▶ **WHAT YOU HAVE TO DO**
Using the entries that follow, please report how many lines contain the word "bool", with no other words.

▶ **STORED DATA**
*****
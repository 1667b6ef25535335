use std::io::{self, Cursor, Write};

use byteorder::{LittleEndian, WriteBytesExt};
use sha1::{Digest, Sha1};

use crate::declar::capability_flags::replica_client_flags;
use crate::{MAX_PACKET_SIZE, NULL_TERMINATOR};

/// Handshake response: capabilities u32, max packet u32, charset u8,
/// 23 zero bytes, user NUL string, scramble length u8 + scramble, then
/// the default database as a NUL string. An empty password sends a zero
/// length scramble.
pub struct AuthenticateCommand {
    pub user: String,
    pub password: String,
    pub database: String,
    pub charset: u8,
    /// 20 byte server scramble from the handshake.
    pub server_scramble: Vec<u8>,
}

impl AuthenticateCommand {
    pub fn new(
        user: &str,
        password: &str,
        database: &str,
        charset: u8,
        server_scramble: &[u8],
    ) -> Self {
        Self {
            user: user.to_string(),
            password: password.to_string(),
            database: database.to_string(),
            charset,
            server_scramble: server_scramble.to_vec(),
        }
    }

    pub fn serialize(&self) -> Result<Vec<u8>, io::Error> {
        let mut vec = Vec::new();
        let mut cursor = Cursor::new(&mut vec);

        cursor.write_u32::<LittleEndian>(replica_client_flags().bits())?;
        cursor.write_u32::<LittleEndian>(MAX_PACKET_SIZE)?;
        cursor.write_u8(self.charset)?;
        cursor.write_all(&[0u8; 23])?;
        cursor.write_all(self.user.as_bytes())?;
        cursor.write_u8(NULL_TERMINATOR)?;

        let scramble = scramble_password(&self.password, &self.server_scramble);
        cursor.write_u8(scramble.len() as u8)?;
        cursor.write_all(&scramble)?;

        cursor.write_all(self.database.as_bytes())?;
        cursor.write_u8(NULL_TERMINATOR)?;

        Ok(vec)
    }
}

/// mysql_native_password reply:
/// `SHA1(password) XOR SHA1(scramble || SHA1(SHA1(password)))`.
/// Empty for an empty password.
pub fn scramble_password(password: &str, server_scramble: &[u8]) -> Vec<u8> {
    if password.is_empty() {
        return Vec::new();
    }

    let mut hasher = Sha1::new();
    hasher.update(password.as_bytes());
    let stage1 = hasher.finalize_reset();

    hasher.update(stage1);
    let stage2 = hasher.finalize_reset();

    hasher.update(server_scramble);
    hasher.update(stage2);
    let stage3 = hasher.finalize();

    stage1
        .iter()
        .zip(stage3.iter())
        .map(|(a, b)| a ^ b)
        .collect()
}
pub mod driver;
pub mod handlers;
pub mod listener;
pub mod persister;
pub mod pipeline;
pub mod registry;
pub mod supervisor;

pub use registry::{ConsistencyRecord, ConsistencyRegistry, CursorBoard, ServerCursor};
pub use supervisor::ReplicationSupervisor;
use serde::Serialize;

use common::err::{Needed, TbrError, TbrResult};

use crate::b_type::LogEventType;
use crate::events::event_header::{Header, LOG_EVENT_HEADER_LEN};
use crate::events::protocol::format_description_event::FormatDescriptionEvent;
use crate::events::protocol::gtid_event::GtidEvent;
use crate::events::protocol::incident_event::IncidentEvent;
use crate::events::protocol::int_var_event::IntVarEvent;
use crate::events::protocol::query_event::QueryEvent;
use crate::events::protocol::rotate_event::RotateEvent;
use crate::events::protocol::rows_event::RowsEvent;
use crate::events::protocol::table_map_event::TableMapEvent;
use crate::events::protocol::user_var_event::UserVarEvent;
use crate::events::protocol::xid_event::XidEvent;

/// Event types the core does not act on keep their raw payload so that
/// handlers can still serialize them unchanged.
#[derive(Debug, Serialize, PartialEq, Eq, Clone)]
pub struct UnknownEvent {
    pub header: Header,

    pub raw: Vec<u8>,
}

/// One decoded binlog event. Closed set dispatch: everything the core
/// acts on has a variant, everything else is Unknown.
#[derive(Debug, Serialize, PartialEq, Eq, Clone)]
pub enum Event {
    Query(QueryEvent),
    Gtid(GtidEvent),
    Rotate(RotateEvent),
    TableMap(TableMapEvent),
    Rows(RowsEvent),
    IntVar(IntVarEvent),
    UserVar(UserVarEvent),
    Incident(IncidentEvent),
    Xid(XidEvent),
    FormatDescription(FormatDescriptionEvent),
    Unknown(UnknownEvent),
}

impl Event {
    /// Decode one complete raw event (marker stripped, checksum
    /// stripped). Unsupported type codes yield `Unknown`; malformed
    /// payloads of supported types are an error the caller logs before
    /// continuing with the next event.
    pub fn decode(raw: &[u8]) -> TbrResult<Event> {
        if raw.len() < LOG_EVENT_HEADER_LEN {
            return Err(TbrError::Incomplete(Needed::NoEnoughData));
        }
        let (payload, header) = match Header::parse(raw) {
            Ok((rest, header)) => (rest, header),
            Err(_) => {
                return Err(TbrError::ProtocolViolation(
                    "Unparsable event header".to_string(),
                ))
            }
        };

        let event_type = match LogEventType::try_from(header.event_type) {
            Ok(t) => t,
            Err(_) => return Ok(Event::unknown(header, payload)),
        };

        let event = match event_type {
            LogEventType::QueryEvent => Event::Query(QueryEvent::parse(payload, &header)?),
            LogEventType::RotateEvent => Event::Rotate(RotateEvent::parse(payload, &header)?),
            LogEventType::TableMapEvent => {
                Event::TableMap(TableMapEvent::parse(payload, &header)?)
            }
            LogEventType::IntvarEvent => Event::IntVar(IntVarEvent::parse(payload, &header)?),
            LogEventType::UserVarEvent => Event::UserVar(UserVarEvent::parse(payload, &header)?),
            LogEventType::IncidentEvent => {
                Event::Incident(IncidentEvent::parse(payload, &header)?)
            }
            LogEventType::XidEvent => Event::Xid(XidEvent::parse(payload, &header)?),
            LogEventType::FormatDescriptionEvent => {
                Event::FormatDescription(FormatDescriptionEvent::parse(payload, &header)?)
            }
            LogEventType::GtidMariadbEvent => {
                Event::Gtid(GtidEvent::parse_mariadb(payload, &header)?)
            }
            LogEventType::GtidMysqlEvent => Event::Gtid(GtidEvent::parse_mysql(payload, &header)?),
            t if t.is_rows_event() => Event::Rows(RowsEvent::parse(payload, &header, t)?),
            _ => Event::unknown(header, payload),
        };

        Ok(event)
    }

    pub fn unknown(header: Header, payload: &[u8]) -> Event {
        Event::Unknown(UnknownEvent {
            header,
            raw: payload.to_vec(),
        })
    }

    pub fn header(&self) -> &Header {
        match self {
            Event::Query(e) => &e.header,
            Event::Gtid(e) => &e.header,
            Event::Rotate(e) => &e.header,
            Event::TableMap(e) => &e.header,
            Event::Rows(e) => &e.header,
            Event::IntVar(e) => &e.header,
            Event::UserVar(e) => &e.header,
            Event::Incident(e) => &e.header,
            Event::Xid(e) => &e.header,
            Event::FormatDescription(e) => &e.header,
            Event::Unknown(e) => &e.header,
        }
    }

    pub fn get_type_name(&self) -> &'static str {
        match self {
            Event::Query(_) => "Query",
            Event::Gtid(_) => "Gtid",
            Event::Rotate(_) => "Rotate",
            Event::TableMap(_) => "TableMap",
            Event::Rows(_) => "Rows",
            Event::IntVar(_) => "IntVar",
            Event::UserVar(_) => "UserVar",
            Event::Incident(_) => "Incident",
            Event::Xid(_) => "Xid",
            Event::FormatDescription(_) => "FormatDescription",
            Event::Unknown(_) => "Unknown",
        }
    }
}
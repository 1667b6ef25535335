use std::collections::VecDeque;
use std::sync::{Condvar, Mutex};

/// Bounded blocking queue between the socket reader and event dispatch.
///
/// `push` blocks while the queue is full, which is how back pressure is
/// applied to the network read loop. `pop` blocks until an item arrives or
/// the queue is closed and drained.
#[derive(Debug)]
pub struct BoundedQueue<T> {
    inner: Mutex<QueueInner<T>>,
    not_empty: Condvar,
    not_full: Condvar,
}

#[derive(Debug)]
struct QueueInner<T> {
    items: VecDeque<T>,
    capacity: usize,
    closed: bool,
}

impl<T> BoundedQueue<T> {
    pub fn new(capacity: usize) -> Self {
        assert!(capacity > 0);
        BoundedQueue {
            inner: Mutex::new(QueueInner {
                items: VecDeque::with_capacity(capacity),
                capacity,
                closed: false,
            }),
            not_empty: Condvar::new(),
            not_full: Condvar::new(),
        }
    }

    /// Enqueue one item, blocking while full. Returns false if the queue
    /// was closed; the item is dropped in that case.
    pub fn push(&self, item: T) -> bool {
        let mut inner = self.inner.lock().unwrap();
        while inner.items.len() >= inner.capacity && !inner.closed {
            inner = self.not_full.wait(inner).unwrap();
        }
        if inner.closed {
            return false;
        }
        inner.items.push_back(item);
        self.not_empty.notify_one();
        true
    }

    /// Dequeue one item, blocking while empty. None means the queue was
    /// closed and everything already queued has been consumed.
    pub fn pop(&self) -> Option<T> {
        let mut inner = self.inner.lock().unwrap();
        loop {
            if let Some(item) = inner.items.pop_front() {
                self.not_full.notify_one();
                return Some(item);
            }
            if inner.closed {
                return None;
            }
            inner = self.not_empty.wait(inner).unwrap();
        }
    }

    pub fn try_pop(&self) -> Option<T> {
        let mut inner = self.inner.lock().unwrap();
        let item = inner.items.pop_front();
        if item.is_some() {
            self.not_full.notify_one();
        }
        item
    }

    /// Close the queue. Pending `pop` calls drain what is queued and then
    /// return None; pending `push` calls give up.
    pub fn close(&self) {
        let mut inner = self.inner.lock().unwrap();
        inner.closed = true;
        self.not_empty.notify_all();
        self.not_full.notify_all();
    }

    pub fn is_closed(&self) -> bool {
        self.inner.lock().unwrap().closed
    }

    pub fn len(&self) -> usize {
        self.inner.lock().unwrap().items.len()
    }

    pub fn is_empty(&self) -> bool {
        self.inner.lock().unwrap().items.is_empty()
    }
}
*****
▶ **FINISHED EXERCISE**
4